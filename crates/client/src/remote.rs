//! [`SpotStore`] backed by the API server.
//!
//! Writes go through `POST /api/v1/spots`. Subscriptions hold a WebSocket to
//! `/api/v1/ws` open in a background task and reconnect with backoff when it
//! drops; every drop is surfaced to the subscriber as
//! [`SnapshotEvent::Disconnected`].

use futures::{SinkExt, StreamExt};
use quietfinder_core::error::CoreError;
use quietfinder_core::spot::{validate_position, NewSpot, Spot};
use quietfinder_core::store::{SnapshotEvent, SpotStore, SpotSubscription};
use quietfinder_core::wire::{API_PREFIX, MSG_TYPE_SNAPSHOT, SPOTS_PATH};
use serde::Deserialize;
use tokio::sync::mpsc;
use tokio_tungstenite::tungstenite::Message;
use tokio_util::sync::CancellationToken;

use crate::config::ClientConfig;
use crate::reconnect::{self, FeedStream, ReconnectConfig};

/// Buffered snapshots per subscription before the feed task waits.
const EVENT_BUFFER: usize = 16;

#[derive(Debug, Clone)]
pub struct RemoteStore {
    http: reqwest::Client,
    api_url: String,
    ws_url: String,
    reconnect: ReconnectConfig,
}

#[derive(Debug, Deserialize)]
struct DataEnvelope<T> {
    data: T,
}

#[derive(Debug, Deserialize)]
struct ErrorBody {
    error: String,
    #[serde(default)]
    code: String,
}

/// Loosely typed feed frame so one bad spot does not discard the snapshot.
#[derive(Debug, Deserialize)]
struct RawFrame {
    #[serde(rename = "type")]
    kind: String,
    #[serde(default)]
    spots: Vec<serde_json::Value>,
}

/// Why a feed session ended.
#[derive(Debug, PartialEq, Eq)]
enum SessionEnd {
    Cancelled,
    Lost(String),
}

impl RemoteStore {
    pub fn new(config: &ClientConfig) -> Self {
        Self {
            http: reqwest::Client::new(),
            api_url: config.api_url.clone(),
            ws_url: config.ws_url.clone(),
            reconnect: ReconnectConfig::default(),
        }
    }

    pub fn with_reconnect(mut self, reconnect: ReconnectConfig) -> Self {
        self.reconnect = reconnect;
        self
    }

    fn spots_url(&self) -> String {
        format!("{}{API_PREFIX}{SPOTS_PATH}", self.api_url)
    }
}

#[async_trait::async_trait]
impl SpotStore for RemoteStore {
    async fn add(&self, spot: NewSpot) -> Result<Spot, CoreError> {
        let response = self
            .http
            .post(self.spots_url())
            .json(&spot)
            .send()
            .await
            .map_err(|e| CoreError::Unavailable(format!("Failed to reach spot store: {e}")))?;

        let status = response.status();
        if status.is_success() {
            let body: DataEnvelope<Spot> = response
                .json()
                .await
                .map_err(|e| CoreError::Malformed(format!("Invalid spot response: {e}")))?;
            return Ok(body.data);
        }

        let body = response.json::<ErrorBody>().await.ok();
        let message = body
            .as_ref()
            .map(|b| b.error.clone())
            .unwrap_or_else(|| status.to_string());
        tracing::debug!(
            status = status.as_u16(),
            code = body.as_ref().map(|b| b.code.as_str()).unwrap_or_default(),
            "Spot store rejected write",
        );

        Err(match status.as_u16() {
            400 | 422 => CoreError::Validation(message),
            503 => CoreError::Unavailable(message),
            _ => CoreError::Internal(format!("Spot store returned {status}: {message}")),
        })
    }

    async fn subscribe(&self) -> Result<SpotSubscription, CoreError> {
        let (tx, rx) = mpsc::channel(EVENT_BUFFER);
        let cancel = CancellationToken::new();

        tokio::spawn(run_feed(
            self.ws_url.clone(),
            self.reconnect.clone(),
            tx,
            cancel.clone(),
        ));

        // The guard travels with the stream: dropping the subscription
        // cancels the feed task.
        let guard = cancel.drop_guard();
        let events = futures::stream::unfold((rx, guard), |(mut rx, guard)| async move {
            rx.recv().await.map(|event| (event, (rx, guard)))
        });

        Ok(SpotSubscription::new(events))
    }
}

/// Connect, stream snapshots, and reconnect until cancelled.
async fn run_feed(
    ws_url: String,
    reconnect: ReconnectConfig,
    events: mpsc::Sender<SnapshotEvent>,
    cancel: CancellationToken,
) {
    tracing::info!(url = %ws_url, "Connecting to spot feed");

    let mut connection = tokio::select! {
        biased;
        _ = cancel.cancelled() => return,
        result = reconnect::connect(&ws_url) => result,
    };

    loop {
        let ws_stream = match connection {
            Ok(ws_stream) => ws_stream,
            Err(reason) => {
                tracing::warn!(error = %reason, "Spot feed unavailable");
                if events.send(SnapshotEvent::Disconnected(reason)).await.is_err() {
                    return;
                }
                match reconnect::reconnect_loop(&ws_url, &reconnect, &cancel).await {
                    Some(ws_stream) => ws_stream,
                    None => return,
                }
            }
        };

        match run_session(ws_stream, &events, &cancel).await {
            SessionEnd::Cancelled => {
                tracing::debug!("Spot feed closed");
                return;
            }
            SessionEnd::Lost(reason) => connection = Err(reason),
        }
    }
}

/// Forward snapshot frames from one connection until it drops.
async fn run_session(
    ws_stream: FeedStream,
    events: &mpsc::Sender<SnapshotEvent>,
    cancel: &CancellationToken,
) -> SessionEnd {
    let (mut sink, mut stream) = ws_stream.split();

    loop {
        tokio::select! {
            biased;
            _ = cancel.cancelled() => {
                let _ = sink.send(Message::Close(None)).await;
                return SessionEnd::Cancelled;
            }
            msg = stream.next() => match msg {
                Some(Ok(Message::Text(text))) => {
                    if let Some(spots) = decode_frame(&text) {
                        if events.send(SnapshotEvent::Snapshot(spots)).await.is_err() {
                            return SessionEnd::Cancelled;
                        }
                    }
                }
                Some(Ok(Message::Ping(_) | Message::Pong(_))) => {
                    // Handled automatically by tungstenite.
                }
                Some(Ok(Message::Close(frame))) => {
                    tracing::info!(?frame, "Server closed spot feed");
                    return SessionEnd::Lost("Server closed the spot feed".into());
                }
                Some(Ok(_)) => {}
                Some(Err(e)) => {
                    tracing::warn!(error = %e, "Spot feed receive error");
                    return SessionEnd::Lost(e.to_string());
                }
                None => return SessionEnd::Lost("Spot feed ended".into()),
            }
        }
    }
}

/// Decode a snapshot frame, skipping spots that fail to parse or carry an
/// impossible position.
///
/// Returns `None` for frames that are not snapshots or are not JSON.
fn decode_frame(text: &str) -> Option<Vec<Spot>> {
    let frame: RawFrame = match serde_json::from_str(text) {
        Ok(frame) => frame,
        Err(e) => {
            tracing::warn!(error = %e, "Ignoring unparseable feed frame");
            return None;
        }
    };

    if frame.kind != MSG_TYPE_SNAPSHOT {
        tracing::debug!(kind = %frame.kind, "Ignoring feed frame");
        return None;
    }

    let spots = frame
        .spots
        .into_iter()
        .filter_map(|value| match decode_spot(value) {
            Ok(spot) => Some(spot),
            Err(e) => {
                tracing::warn!(error = %e, "Skipping malformed spot in snapshot");
                None
            }
        })
        .collect();
    Some(spots)
}

fn decode_spot(value: serde_json::Value) -> Result<Spot, CoreError> {
    let spot: Spot =
        serde_json::from_value(value).map_err(|e| CoreError::Malformed(e.to_string()))?;
    validate_position(spot.position())
        .map_err(|e| CoreError::Malformed(format!("spot {}: {e}", spot.id)))?;
    Ok(spot)
}

#[cfg(test)]
mod tests {
    use super::*;
    use quietfinder_core::spot::SpotStatus;

    #[test]
    fn decodes_snapshot_frame() {
        let text = r#"{"type":"snapshot","spots":[
            {"id":"a","name":"Library","status":"quiet","lat":28.54,"lng":77.16,"timestamp":5}
        ]}"#;
        let spots = decode_frame(text).unwrap();
        assert_eq!(spots.len(), 1);
        assert_eq!(spots[0].status, SpotStatus::Quiet);
        assert_eq!(spots[0].timestamp, 5);
    }

    #[test]
    fn skips_malformed_spots_but_keeps_the_rest() {
        let text = r#"{"type":"snapshot","spots":[
            {"id":"a","name":"Canteen","status":"packed","lat":1.0,"lng":2.0,"timestamp":1},
            {"id":"b","name":"Lawn"},
            {"id":"c","name":"Lab","status":"crowded","lat":1.0,"lng":2.0,"timestamp":3}
        ]}"#;
        let spots = decode_frame(text).unwrap();
        let ids: Vec<_> = spots.iter().map(|s| s.id.as_str()).collect();
        assert_eq!(ids, ["c"]);
    }

    #[test]
    fn skips_spots_with_impossible_positions() {
        let text = r#"{"type":"snapshot","spots":[
            {"id":"a","name":"Nowhere","status":"quiet","lat":123.0,"lng":77.16,"timestamp":1},
            {"id":"b","name":"Lab","status":"quiet","lat":28.54,"lng":-181.0,"timestamp":2},
            {"id":"c","name":"Lawn","status":"quiet","lat":28.54,"lng":77.16,"timestamp":3}
        ]}"#;
        let spots = decode_frame(text).unwrap();
        let ids: Vec<_> = spots.iter().map(|s| s.id.as_str()).collect();
        assert_eq!(ids, ["c"]);
    }

    #[test]
    fn ignores_other_frame_types_and_garbage() {
        assert!(decode_frame(r#"{"type":"ping"}"#).is_none());
        assert!(decode_frame("not json").is_none());
    }

    #[test]
    fn empty_snapshot_is_still_a_snapshot() {
        assert_eq!(decode_frame(r#"{"type":"snapshot","spots":[]}"#), Some(vec![]));
    }

    #[test]
    fn ws_url_comes_from_config() {
        let store = RemoteStore::new(&ClientConfig::new("https://spots.example.org/"));
        assert_eq!(store.spots_url(), "https://spots.example.org/api/v1/spots");
        assert_eq!(store.ws_url, "wss://spots.example.org/api/v1/ws");
    }
}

- _TASK INSTRUCTIONS_: Across the listing above, how many lines include the word "futures"? Answer with only the number.

- _RESULT FOR THIS TASK_: 2